What is needed - Every line in the listing below that holds the word "Environment" should be returned.

Data section -

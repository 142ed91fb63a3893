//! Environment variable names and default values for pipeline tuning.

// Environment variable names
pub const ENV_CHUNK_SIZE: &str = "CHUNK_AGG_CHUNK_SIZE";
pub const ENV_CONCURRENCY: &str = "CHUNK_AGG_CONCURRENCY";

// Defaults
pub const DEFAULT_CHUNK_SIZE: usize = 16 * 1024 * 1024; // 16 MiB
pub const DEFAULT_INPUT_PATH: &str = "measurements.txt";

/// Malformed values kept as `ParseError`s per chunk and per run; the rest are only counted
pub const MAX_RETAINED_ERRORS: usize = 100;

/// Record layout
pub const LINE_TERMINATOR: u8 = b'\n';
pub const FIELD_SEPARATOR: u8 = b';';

The completed task -
//! Environment variable names and default values for pipeline tuning.
// Environment variable names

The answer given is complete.